Another important way to look at it is this: every dollar that you save is really a dollar that you're lending to somebody else. Even if you're just stuffing dollars bills into the mattress, those are effectively IOUs for goods or services that you'll buy back later. The problem with this is that if I'm saving, somebody else has to be borrowing, which means that not everybody can save money at once. If my balance sheet gets another dollar into the black, that means somebody else's just got another dollar into the red.

Normally this is just fine. If people in general decide they want to save more, the supply of bonds goes up and banks have more money to loan, which means that the terms for saving get less favorable for the savers (you bank pays you less interest) and more favorable for the borrowers. This makes more people willing to borrow, since the rates are a bit nicer, and less people want to save, since the rates are a bit less nice. In other words, the interest rates are the price of money, and the price will shift until the supply of money equals the demand of money. Obviously, the situation is more complicated than this, but its really not that much more complicated. Your personal decision about how much money to save or borrow is influenced by interest rates, and the interest rates shift until there's exactly as much desire to save as there is to borrow.

Here's where it gets tricky though. Sometimes, everybody gets scared, and wants to save. Something happens, and everybody realizes all at once that they're not saving enough (maybe the house that they were counting on getting them through retirement just became worth less than their mortgage). In normal times, this would be accompanied by a downward shift of interest rates until somebody wanted to take their money and spend it, often by investing in a business. These are not, however, normal times.

Because very quickly, in 2008, we discovered that interest rates have an inherent lower bound. They cannot be significantly less than zero, because stuffing cash in your mattress is effectively saving money at a 0% interest rate. What this means is that, if a 0% interest rate is not enough to get people investing, then people just won't spend or invest everything they earn. Which cannot happen.

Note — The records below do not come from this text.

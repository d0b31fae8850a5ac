mod cli;
mod commands;

use clap::Parser;
use cli::Cli;

#[tokio::main]
async fn main() -> Result<(), Box<dyn std::error::Error + Send + Sync>> {
    let cli = Cli::parse();
    commands::run(cli).await
}
use std::collections::HashMap;

use crate::model::{LogRecord, SearchField, TextQuery};

/// Distinct message text that matched, represented by its newest record
#[derive(Debug, Clone, PartialEq)]
pub struct MessageMatch {
    pub latest: LogRecord,
    pub count: usize,
}

/// Distinct field value that matched
#[derive(Debug, Clone, PartialEq, Eq)]
pub struct ValueMatch {
    pub value: String,
    pub count: usize,
}

/// Visible result set of a search, grouped by the field that matched
#[derive(Debug, Clone, Default, PartialEq)]
pub struct SearchResults {
    /// Every matching record, newest first
    pub records: Vec<LogRecord>,
    pub messages: Vec<MessageMatch>,
    pub file_names: Vec<ValueMatch>,
    pub functions: Vec<ValueMatch>,
    pub contexts: Vec<ValueMatch>,
    pub threads: Vec<ValueMatch>,
}

impl SearchResults {
    pub fn empty() -> Self {
        Self::default()
    }

    /// Categorize newest-first `records` by which fields `query` matches
    pub fn build(records: Vec<LogRecord>, query: &TextQuery, top_messages: usize) -> Self {
        let fields = query.fields();
        let matched = |field: SearchField, record: &LogRecord| {
            fields.contains(field) && query.matches_value(field.value_of(record))
        };

        let mut messages: Vec<MessageMatch> = Vec::new();
        let mut message_slots: HashMap<&str, usize> = HashMap::new();
        for record in &records {
            if !matched(SearchField::Message, record) {
                continue;
            }
            match message_slots.get(record.message.as_str()) {
                Some(&slot) => messages[slot].count += 1,
                None => {
                    message_slots.insert(record.message.as_str(), messages.len());
                    messages.push(MessageMatch {
                        latest: record.clone(),
                        count: 1,
                    });
                }
            }
        }
        messages.sort_by(|a, b| b.latest.timestamp.total_cmp(&a.latest.timestamp));
        messages.truncate(top_messages);

        let tally = |field: SearchField| -> Vec<ValueMatch> {
            let mut counts: HashMap<&str, usize> = HashMap::new();
            for record in records.iter().filter(|r| matched(field, *r)) {
                *counts.entry(field.value_of(record)).or_default() += 1;
            }
            let mut values: Vec<ValueMatch> = counts
                .into_iter()
                .map(|(value, count)| ValueMatch {
                    value: value.to_string(),
                    count,
                })
                .collect();
            values.sort_by(|a, b| b.count.cmp(&a.count).then_with(|| a.value.cmp(&b.value)));
            values
        };

        let file_names = tally(SearchField::FileName);
        let functions = tally(SearchField::Function);
        let contexts = tally(SearchField::Context);
        let threads = tally(SearchField::Thread);

        Self {
            records,
            messages,
            file_names,
            functions,
            contexts,
            threads,
        }
    }

    pub fn total(&self) -> usize {
        self.records.len()
    }

    pub fn is_empty(&self) -> bool {
        self.records.is_empty()
    }
}
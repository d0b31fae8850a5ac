//! Tracing setup and in-process counters

use std::sync::atomic::{AtomicU64, Ordering};

use tracing_subscriber::EnvFilter;

use crate::config::TelemetryConfig;

/// Install the global fmt subscriber. `RUST_LOG` overrides the configured filter.
pub fn init_tracing(config: &TelemetryConfig) {
    let filter = EnvFilter::try_from_default_env()
        .unwrap_or_else(|_| EnvFilter::new(&config.log_filter));

    // A subscriber may already be installed (tests, embedding hosts)
    let _ = tracing_subscriber::fmt().with_env_filter(filter).try_init();
}

/// Metrics handle for recording counters
#[derive(Debug, Default)]
pub struct Metrics {
    records_submitted: AtomicU64,
    records_persisted: AtomicU64,
    records_dropped: AtomicU64,
    flushes: AtomicU64,
    flushes_failed: AtomicU64,
    records_pruned: AtomicU64,
    searches_started: AtomicU64,
}

impl Metrics {
    pub fn new() -> Self {
        Self::default()
    }

    pub fn record_submitted(&self) {
        self.records_submitted.fetch_add(1, Ordering::Relaxed);
    }

    pub fn flush_succeeded(&self, count: usize) {
        self.flushes.fetch_add(1, Ordering::Relaxed);
        self.records_persisted
            .fetch_add(count as u64, Ordering::Relaxed);
        tracing::trace!(counter = "records_persisted", count, "Metric incremented");
    }

    pub fn flush_failed(&self, dropped: usize) {
        self.flushes_failed.fetch_add(1, Ordering::Relaxed);
        self.records_dropped
            .fetch_add(dropped as u64, Ordering::Relaxed);
        tracing::debug!(counter = "records_dropped", dropped, "Metric incremented");
    }

    /// Record rejected because the buffer already shut down
    pub fn record_dropped(&self) {
        self.records_dropped.fetch_add(1, Ordering::Relaxed);
    }

    pub fn records_pruned(&self, count: usize) {
        self.records_pruned
            .fetch_add(count as u64, Ordering::Relaxed);
    }

    pub fn search_started(&self) {
        self.searches_started.fetch_add(1, Ordering::Relaxed);
    }

    pub fn snapshot(&self) -> MetricsSnapshot {
        MetricsSnapshot {
            records_submitted: self.records_submitted.load(Ordering::Relaxed),
            records_persisted: self.records_persisted.load(Ordering::Relaxed),
            records_dropped: self.records_dropped.load(Ordering::Relaxed),
            flushes: self.flushes.load(Ordering::Relaxed),
            flushes_failed: self.flushes_failed.load(Ordering::Relaxed),
            records_pruned: self.records_pruned.load(Ordering::Relaxed),
            searches_started: self.searches_started.load(Ordering::Relaxed),
        }
    }
}

#[derive(Debug, Clone, Default, PartialEq)]
pub struct MetricsSnapshot {
    pub records_submitted: u64,
    pub records_persisted: u64,
    pub records_dropped: u64,
    pub flushes: u64,
    pub flushes_failed: u64,
    pub records_pruned: u64,
    pub searches_started: u64,
}
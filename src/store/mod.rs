//! Fjall-based persistence and query layer for log records
//!
//! This module provides durable storage for every record the ingestion
//! buffer flushes. It uses Fjall (an embedded LSM key-value store) to keep:
//!
//! - Records, keyed by timestamp so range scans come back in time order
//! - Secondary index entries (session, severity, function, file name,
//!   context, thread, date-hour bucket)
//! - Metadata (last rotation / cleanup timestamps)
//!
//! ## Retention
//!
//! [`RetentionManager`] deletes records older than the configured retention
//! window, either unconditionally (`cleanup_expired`) or only when the
//! keyspace has outgrown its size budget (`rotate_if_needed`).
//!
//! ## Usage
//!
//! ```rust,ignore
//! use logbox::store::LogStore;
//!
//! let store = LogStore::open("data/logbox")?;
//! store.insert_batch(&records)?;
//! let errors = store.count(&FilterCriteria::new().with_severities([Severity::Error]))?;
//! ```

pub mod error;
pub mod export;
pub mod keys;
pub mod query;
pub mod retention;
pub mod store;

pub use error::{Result, StoreError};
pub use retention::{PruneStats, RetentionManager};
pub use store::{LogStore, StoreStats};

What can happen is that the total amount of wealth created drops (and people get laid off) until people once again spend everything they earn, but now because they have to (groceries and heating bills are pretty much unavoidable). This is what's called a liquidity trap—everybody wants safe, or "liquid" assets all at once, and the interest rates cannot go lower than zero, so they can't be convinced to put their assets into riskier investments. There is a shortage of liquidity, and this is what happened to Japan around 1990, after which they had a span of anemic growth and bad times for their people. When the economics textbook on my shelf was published, this was called their "lost decade," though as it continues into roughly year 18, its hard to know exactly what to call it.

What this means for our economy today is this: there is not nearly enough spending, we cannot ask individual households to spend, since they are already in risky fiscal positions, and without being able to lower the interest rate further, businesses are unlikely to invest either, given the terrible economy they face. So, to fix this, we need to do one of two things: All agree to invest at once, or find a way to lower the interest rates below zero.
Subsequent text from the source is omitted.